I’m typing up an issue where we had relied on a message from (.getMessage e) from exceptions. I couldn’t reproduce a bug because java 14+ have nicer NPE messages vs no message in earlier versions. Does anyone know how to get a list (comprehensive or not) of standard java exception classes that do not have messages?

jumar09:06:54

Whether they have a message or not depends on how they are invoked right?

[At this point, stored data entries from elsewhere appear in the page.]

//! Forward geocoding: city name to coordinate via OpenWeatherMap's direct geocoding.

use reqwest::Client;
use std::sync::Arc;
use tracing::instrument;

use crate::openweather::GeoEntry;
use crate::types::{Coordinate, WeatherError};

pub const GEO_API_BASE: &str = "https://api.openweathermap.org/geo/1.0";

#[derive(Debug, Clone)]
pub struct LocationResolver {
    client: Arc<Client>,
    base_url: String,
    api_key: String,
}

impl LocationResolver {
    pub fn new(client: Arc<Client>, base_url: &str, api_key: &str) -> Self {
        Self {
            client,
            base_url: base_url.trim_end_matches('/').to_string(),
            api_key: api_key.to_string(),
        }
    }

    /// Resolve a city name to the provider's best match.
    ///
    /// An empty result, a non-success status or a body that is not a list of
    /// places all mean `NotFound`. Transport failures surface as `Network`.
    #[instrument(skip(self), level = "info")]
    pub async fn resolve(&self, city: &str) -> Result<Coordinate, WeatherError> {
        let url = format!("{}/direct", self.base_url);

        let response = self
            .client
            .get(&url)
            .query(&[("q", city), ("limit", "1"), ("appid", self.api_key.as_str())])
            .send()
            .await?;

        let status = response.status();
        if !status.is_success() {
            tracing::warn!("Geocoding returned status {} for {:?}", status, city);
            return Err(WeatherError::NotFound(city.to_string()));
        }

        let body = response.text().await?;
        let entries: Vec<GeoEntry> = match serde_json::from_str(&body) {
            Ok(entries) => entries,
            Err(e) => {
                tracing::debug!("Geocoding payload not a place list: {}", e);
                return Err(WeatherError::NotFound(city.to_string()));
            }
        };

        let entry = entries
            .into_iter()
            .next()
            .ok_or_else(|| WeatherError::NotFound(city.to_string()))?;

        let place = entry.name.clone().unwrap_or_else(|| city.to_string());
        let coordinate = Coordinate::from(entry);
        tracing::info!("Resolved {:?} to {} ({})", city, place, coordinate);
        Ok(coordinate)
    }
}
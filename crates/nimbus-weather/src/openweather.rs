//! OpenWeatherMap wire formats and their conversion into the dashboard model.

use chrono::{DateTime, Utc};
use serde::Deserialize;

use crate::types::{
    AirQuality, Coordinate, ForecastPoint, UnitSystem, WeatherError, WeatherSnapshot,
};

#[derive(Debug, Deserialize)]
pub(crate) struct GeoEntry {
    pub lat: f64,
    pub lon: f64,
    #[serde(default)]
    pub name: Option<String>,
}

impl From<GeoEntry> for Coordinate {
    fn from(e: GeoEntry) -> Self {
        Coordinate::new(e.lat, e.lon)
    }
}

#[derive(Debug, Deserialize)]
pub(crate) struct ConditionEntry {
    pub main: String,
    pub description: String,
    pub icon: String,
}

#[derive(Debug, Deserialize)]
pub(crate) struct CurrentMain {
    pub temp: f64,
    pub feels_like: f64,
    pub humidity: u8,
}

#[derive(Debug, Deserialize)]
pub(crate) struct Wind {
    pub speed: f64,
    #[serde(default)]
    pub deg: Option<f64>,
}

#[derive(Debug, Deserialize)]
pub(crate) struct Sys {
    pub sunrise: i64,
    pub sunset: i64,
}

#[derive(Debug, Deserialize)]
pub(crate) struct CurrentResponse {
    #[serde(default)]
    pub name: String,
    pub dt: i64,
    pub main: CurrentMain,
    pub wind: Wind,
    pub weather: Vec<ConditionEntry>,
    pub sys: Sys,
}

#[derive(Debug, Deserialize)]
pub(crate) struct ForecastMain {
    pub temp: f64,
}

#[derive(Debug, Deserialize)]
pub(crate) struct ForecastEntry {
    pub dt: i64,
    pub main: ForecastMain,
    pub weather: Vec<ConditionEntry>,
}

#[derive(Debug, Deserialize)]
pub(crate) struct ForecastResponse {
    pub list: Vec<ForecastEntry>,
}

#[derive(Debug, Deserialize)]
pub(crate) struct AirMain {
    pub aqi: i64,
}

#[derive(Debug, Deserialize)]
pub(crate) struct AirEntry {
    pub main: AirMain,
}

#[derive(Debug, Deserialize)]
pub(crate) struct AirPollutionResponse {
    pub list: Vec<AirEntry>,
}

impl AirPollutionResponse {
    pub fn into_air_quality(self) -> AirQuality {
        self.list
            .into_iter()
            .next()
            .map(|e| AirQuality::from_index(e.main.aqi))
            .unwrap_or_else(AirQuality::unknown)
    }
}

/// Error body returned with non-2xx statuses, e.g. `{"cod":401,"message":"Invalid API key..."}`
#[derive(Debug, Deserialize)]
pub(crate) struct ErrorBody {
    #[serde(default)]
    pub message: Option<String>,
}

impl ErrorBody {
    /// Provider message from a raw error body, if it has one.
    pub fn message_from(text: &str) -> Option<String> {
        serde_json::from_str::<ErrorBody>(text)
            .ok()
            .and_then(|b| b.message)
            .filter(|m| !m.trim().is_empty())
    }
}

fn timestamp(secs: i64, field: &str) -> Result<DateTime<Utc>, WeatherError> {
    DateTime::from_timestamp(secs, 0)
        .ok_or_else(|| WeatherError::Parse(format!("{} out of range: {}", field, secs)))
}

impl ForecastEntry {
    fn into_point(self) -> Result<ForecastPoint, WeatherError> {
        let condition = self
            .weather
            .into_iter()
            .next()
            .ok_or_else(|| WeatherError::Parse("forecast entry without condition".into()))?;
        Ok(ForecastPoint {
            timestamp: timestamp(self.dt, "forecast dt")?,
            temperature: self.main.temp,
            icon: condition.icon,
            description: condition.description,
        })
    }
}

/// Combine the three responses into one snapshot.
///
/// `display_name` wins over the provider's place name when it is non-empty.
pub(crate) fn build_snapshot(
    current: CurrentResponse,
    forecast: ForecastResponse,
    air_quality: AirQuality,
    units: UnitSystem,
    display_name: Option<&str>,
) -> Result<WeatherSnapshot, WeatherError> {
    let condition = current
        .weather
        .into_iter()
        .next()
        .ok_or_else(|| WeatherError::Parse("current weather without condition".into()))?;

    let forecast = forecast
        .list
        .into_iter()
        .map(ForecastEntry::into_point)
        .collect::<Result<Vec<_>, _>>()?;

    let city_name = display_name
        .map(str::trim)
        .filter(|n| !n.is_empty())
        .map(str::to_string)
        .unwrap_or(current.name);

    Ok(WeatherSnapshot {
        city_name,
        observed_at: timestamp(current.dt, "dt")?,
        temperature: current.main.temp,
        feels_like: current.main.feels_like,
        humidity: current.main.humidity,
        wind_speed: units.display_wind_speed(current.wind.speed),
        wind_direction: current.wind.deg,
        condition: condition.main,
        description: condition.description,
        icon: condition.icon,
        sunrise: timestamp(current.sys.sunrise, "sunrise")?,
        sunset: timestamp(current.sys.sunset, "sunset")?,
        air_quality,
        units,
        forecast,
    })
}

You mean the cases when JDK itself throws these exceptions internally with no message?

jumar09:06:36

My naive search to get some esoteric ones, using ripgrep in JDK git repo

cd jdk/src/java.base

rg --files-with-matches 'class .* extends [a-zA-Z0-9]*Exception' | xargs rg --files-without-match 'super' | xargs rg --files-without-match 'getMessage\('

share/classes/java/util/IllegalFormatException.java
share/classes/java/util/EmptyStackException.java
share/classes/java/io/OptionalDataException.java
share/classes/java/util/FormatterClosedException.java
share/classes/sun/reflect/annotation/TypeNotPresentExceptionProxy.java
share/classes/sun/reflect/generics/reflectiveObjects/NotImplementedException.java
share/classes/sun/reflect/annotation/AnnotationTypeMismatchExceptionProxy.java
share/classes/sun/reflect/annotation/EnumConstantNotPresentExceptionProxy.java
share/classes/jdk/internal/org/objectweb/asm/tree/UnsupportedClassVersionException.java
This is from late 2021 JDK code. The thing is that it probably misses a lot of stuff because as I said it depends on how the exception is constructed. I'd specifically check https://stackoverflow.com/questions/58696093/when-does-jvm-start-to-omit-stack-traceshttps://stackoverflow.com/questions/58696093/when-does-jvm-start-to-omit-stack-traces (for those Hotspot can optimize away their stacktrace if you don't use -XX:-OmitStackTraceInFastThrow) E.g. ArrayIndexOutOfBoundsException
rg 'throw new ArrayIndexOutOfBoundsException\(\)'

share/classes/java/io/ObjectInputStream.java
4107:                    throw new ArrayIndexOutOfBoundsException();

share/classes/jdk/internal/misc/Unsafe.java
1327:            throw new ArrayIndexOutOfBoundsException();
2424:            throw new ArrayIndexOutOfBoundsException(); 

dpsutton14:06:32

Yeah it was a fluke that the front end ignored the presence of a stack trace and some other info and solely checked for an error message. It's been corrected but I was just interested.

Joshua Suskalo14:06:00

Also isn't the message implementation-defined? I'd consider it dangerous to rely on because it could change depending on the java version or if you're using oracle jdk vs openjdk vs temurin vs graal

dpsutton14:06:15

Yeah I agree. It was an oversight. Fixed now. But I was wanting a list of error types that we were susceptible to on the jdk. But of course database drivers can throw errors with no message in some cases I'm sure

Joshua Suskalo14:06:05

Plus lots of user or library code that uses core java exception types. I know I use them myself quite frequently, and sometimes don't include messages if the error should be obvious from the type alone.